Умирающий хрипит от удушья,

он видит, как я страдаю,

оттого что он умирает,

и протягивает мне руку,

чтобы помочь.

 

 

 

* * *

 

Я не был греческим рабом,

прикованным к галере,

мне не приходилось день и ночь

вертеть тяжелые жернова,

чтобы выкупить из неволи мать,

никто не купил мои мысли,

не угрожает расправой.

Почему же я делаю не свое дело

 

и не могу остановиться?

 

 

 

* * *

 

Кто кричит?

 

Неподвижные руки

на белом столе.

 

 

 

МЫ И ОНИ

 

что им удалось, кроме зверств, угнетения?

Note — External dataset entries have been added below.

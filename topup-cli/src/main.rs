//! Top-Up CLI
//!
//! Command-line interface for the Top-Up API.

use anyhow::Result;
use clap::{Parser, Subcommand};
use rust_decimal::Decimal;

use topup_client::TopUpClient;

#[derive(Parser)]
#[command(name = "topup")]
#[command(author, version, about = "Top-Up API CLI client", long_about = None)]
struct Cli {
    /// Base URL of the Top-Up API
    #[arg(long, env = "TOPUP_API_URL", default_value = "http://localhost:3000")]
    api_url: String,

    /// User the requests are made on behalf of
    #[arg(long, env = "TOPUP_USER_ID")]
    user_id: Option<i64>,

    #[command(subcommand)]
    command: Commands,
}

#[derive(Subcommand)]
enum Commands {
    /// Recharge a mobile line
    Recharge {
        /// Mobile number (10 digits starting with 3)
        #[arg(long)]
        phone: String,
        /// Amount in pesos (1000 to 100000)
        #[arg(long)]
        value: Decimal,
        /// Supplier id (8753, 9773, 3398, 4689)
        #[arg(long)]
        supplier: String,
    },
    /// Transaction operations
    Transaction {
        #[command(subcommand)]
        action: TransactionCommands,
    },
    /// List available suppliers
    Suppliers,
    /// Check API health
    Health,
}

#[derive(Subcommand)]
enum TransactionCommands {
    /// List your transactions, newest first
    List {
        #[arg(long, default_value = "0")]
        page: u32,
        #[arg(long, default_value = "20")]
        size: u32,
    },
    /// Get transaction details
    Get { id: i64 },
    /// Hide a transaction from listings
    Delete { id: i64 },
    /// Restore a hidden transaction
    Reactivate { id: i64 },
    /// List transactions sent to a phone number
    Phone { phone: String },
}

#[tokio::main]
async fn main() -> Result<()> {
    dotenvy::dotenv().ok();

    let cli = Cli::parse();

    let mut client = TopUpClient::new(&cli.api_url);
    if let Some(user_id) = cli.user_id {
        client = client.with_user_id(user_id);
    }

    match cli.command {
        Commands::Health => {
            let healthy = client.health().await?;
            if healthy {
                println!("✓ API is healthy");
            } else {
                println!("✗ API is not healthy");
                std::process::exit(1);
            }
        }

        Commands::Recharge {
            phone,
            value,
            supplier,
        } => {
            let tx = client.top_up(&phone, value, &supplier).await?;
            println!("{}", serde_json::to_string_pretty(&tx)?);
        }

        Commands::Transaction { action } => match action {
            TransactionCommands::List { page, size } => {
                let page = client.list_transactions(page, size).await?;
                println!("{}", serde_json::to_string_pretty(&page)?);
            }
            TransactionCommands::Get { id } => {
                let tx = client.get_transaction(id).await?;
                println!("{}", serde_json::to_string_pretty(&tx)?);
            }
            TransactionCommands::Delete { id } => {
                client.delete_transaction(id).await?;
                println!("✓ Transaction {} deleted", id);
            }
            TransactionCommands::Reactivate { id } => {
                let tx = client.reactivate_transaction(id).await?;
                println!("{}", serde_json::to_string_pretty(&tx)?);
            }
            TransactionCommands::Phone { phone } => {
                let txs = client.transactions_by_phone(&phone).await?;
                println!("{}", serde_json::to_string_pretty(&txs)?);
            }
        },

        Commands::Suppliers => {
            let suppliers = client.list_suppliers().await?;
            println!("{}", serde_json::to_string_pretty(&suppliers)?);
        }
    }

    Ok(())
}
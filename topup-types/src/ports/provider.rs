//! External top-up provider port.
//!
//! Implemented by the payment gateway adapter. Every top-up authenticates
//! afresh; no session is cached between calls.

use std::fmt;

use crate::domain::TopUpRequest;
use crate::error::{ProviderError, ValidationError};

/// Short-lived bearer credential issued by the gateway.
#[derive(Clone, PartialEq, Eq)]
pub struct AuthToken(String);

impl AuthToken {
    pub fn new(value: impl Into<String>) -> Result<Self, ValidationError> {
        let value = value.into().trim().to_string();
        if value.is_empty() {
            return Err(ValidationError::EmptyToken);
        }
        Ok(Self(value))
    }

    /// Token prefixed with `Bearer ` unless it already is.
    pub fn to_authorization_header(&self) -> String {
        if self.0.to_lowercase().starts_with("bearer ") {
            self.0.clone()
        } else {
            format!("Bearer {}", self.0)
        }
    }

    /// Token without any `Bearer ` prefix.
    pub fn raw_value(&self) -> &str {
        if self.0.to_lowercase().starts_with("bearer ") {
            self.0[7..].trim()
        } else {
            &self.0
        }
    }
}

impl fmt::Debug for AuthToken {
    fn fmt(&self, f: &mut fmt::Formatter<'_>) -> fmt::Result {
        f.write_str("AuthToken(***)")
    }
}

/// What the gateway reports back for an accepted top-up.
#[derive(Debug, Clone, PartialEq, Eq)]
pub struct TopUpReceipt {
    pub external_transaction_id: String,
    pub message: Option<String>,
    pub raw_response: Option<String>,
}

/// Port trait for the payment gateway that executes recharges.
#[async_trait::async_trait]
pub trait TopUpProvider: Send + Sync + 'static {
    /// Obtains a fresh credential.
    async fn authenticate(&self) -> Result<AuthToken, ProviderError>;

    /// Executes the recharge. Transport, auth and business failures all
    /// come back as `Err`.
    async fn execute_top_up(
        &self,
        request: &TopUpRequest,
        token: &AuthToken,
    ) -> Result<TopUpReceipt, ProviderError>;

    fn provider_name(&self) -> &str;
}
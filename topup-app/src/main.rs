//! # Top-Up Application
//!
//! Binary that wires together all the components:
//! - Load configuration from environment
//! - Initialize the repository and gateway adapters
//! - Create the top-up service
//! - Start the HTTP server

mod config;

use std::sync::Arc;

use opentelemetry::global;
use opentelemetry_sdk::{propagation::TraceContextPropagator, trace as sdktrace};
use tracing_subscriber::{layer::SubscriberExt, util::SubscriberInitExt};

use topup_gateway::{GatewayClient, GatewayConfig};
use topup_hex::{ServiceConfig, TopUpService, inbound::HttpServer};
use topup_repo::build_repo;

fn init_tracer() -> anyhow::Result<(sdktrace::Tracer, sdktrace::SdkTracerProvider)> {
    global::set_text_map_propagator(TraceContextPropagator::new());

    // Use gRPC exporter with batch processing (non-blocking)
    let exporter = opentelemetry_otlp::SpanExporter::builder()
        .with_tonic()
        .build()?;

    let provider = sdktrace::SdkTracerProvider::builder()
        .with_batch_exporter(exporter)
        .build();

    global::set_tracer_provider(provider.clone());

    use opentelemetry::trace::TracerProvider as _;
    Ok((provider.tracer("topup-service"), provider))
}

#[tokio::main]
async fn main() -> anyhow::Result<()> {
    // Load environment variables
    dotenvy::dotenv().ok();

    // Initialize OpenTelemetry tracing
    let (otel_tracer, otel_provider) = init_tracer()?;
    let telemetry = tracing_opentelemetry::layer().with_tracer(otel_tracer);

    // Initialize tracing subscriber
    tracing_subscriber::registry()
        .with(
            tracing_subscriber::EnvFilter::try_from_default_env().unwrap_or_else(|_| {
                "info,topup_app=debug,topup_hex=debug,topup_gateway=debug".into()
            }),
        )
        .with(tracing_subscriber::fmt::layer())
        .with(telemetry)
        .init();

    // Load configuration
    let config = config::Config::from_env()?;

    tracing::info!("Starting top-up server on port {}", config.port);
    tracing::info!("Gateway: {}", config.gateway.base_url);

    // Build repository (handles connection and migration)
    let repo = build_repo(&config.database_url).await?;

    // Gateway adapter serves both as provider and as live supplier catalog
    let gateway_config = GatewayConfig::new(
        config.gateway.base_url,
        config.gateway.api_key,
        config.gateway.username,
        config.gateway.password,
    )
    .with_timeout(config.gateway.timeout);
    let provider = GatewayClient::new(gateway_config.clone())?;
    let catalog = Arc::new(GatewayClient::new(gateway_config)?);

    // Create the top-up service
    let service = TopUpService::new(repo, provider)
        .with_catalog(catalog)
        .with_config(ServiceConfig {
            provider_timeout: config.gateway.timeout,
        });

    // Create and run the HTTP server
    let server = HttpServer::new(service);
    let addr = format!("0.0.0.0:{}", config.port);

    server.run(&addr).await?;

    // Ensure traces are flushed before exit
    let _ = otel_provider.shutdown();
    Ok(())
}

они лицемерили, потому что боялись своего отражения в зеркале,

они распинали, орали ура,

они мастурбировали у нас на глазах,

им было противно, они хихикали

и уверяли, что все это ради нас.

 

а что же мы?

 

отвернулись и стали ждать их смерти,

чтобы начать жить по-новому.

 

скоро ли, скоро ли зеркала очистятся?

что мы тогда в них увидим?

 

обиженную складку губ, заплаканные глаза,

брошенного ребенка.

 

_________________________________________

 

 

 

«Непереводы» из Басё

 

 

По словам Виктора Райкина, к «непереводу» его подтолкнули два фактора: во-первых, читатель хайку участвует в их написании, во-вторых, точный перевод хайку на другой язык невозможен.

 

«Да и не хочется пытаться – выйдет себе дороже, – пишет Райкин. – Подберёшь "правильные" слова, уложишь их в три строчки и даже (уф, повезло!) в 17 слогов

(5-7-5) – и упустишь главное: недосказанность, странность, ритм. Поэтому я придумал себе этот жанр – "неперевод" – как повышенную степень свободы. Нижеследующие трёхстрочники – моё личное прочтение-написание хайку великого японца, жившего в 17 веке».

 

 

 

Зимние хайку

 

 

* * *

 

с востока ли с запада

отовсюду задуло холодом

прямо мне в спину

 

 

 

* * *

 

нудный дождь

разогнали сосны

и падает первый снег

 

 

 

* * *

 

снег всё засыпал

кроме луковых стрел

по ним ориентируюсь

 

 

 

* * *

 

горстка снега

пригнула бамбук к земле

мир перевернулся

 

 

 

* * *

 

старый монах

в новогоднем наряде

сам себя не узнал

 

 

 

* * *

 

в новогоднюю ночь

подмешаю в свой рис

ароматную сон-траву

 

 

 

* * *

 

из года в год

сквозь маску обезьяны

проступает обезьяна

 

 

 

* * *

 

гость в калитку?.. да нет

ветер пошевелил

прошлогодние листья

 

 

 

* * *

 

выпил сакэ

ни уснуть ни проснуться

такой снегопад

 

 

 

* * *

 

в лесной глуши

слова пустое

всё утро снег

 

 

 

* * *

 

весь мой завтрак

сушёная рыбка

и свежий мороз

 

 

 

_______________________________________

 

 

 

Ранние (80-е – 90-е) переводческие опыты и комментарии Виктора Райкина.

 

 

 

Карл Сэндберг (1878–1967)

 

Крупнейший американский поэт, сравнительно хорошо известный у нас, в первую очередь благодаря переводам И. Кашкина и М. Зенкевича. Не только поэт, но и прозаик, написавший одну из лучших биографий Авраама Линкольна.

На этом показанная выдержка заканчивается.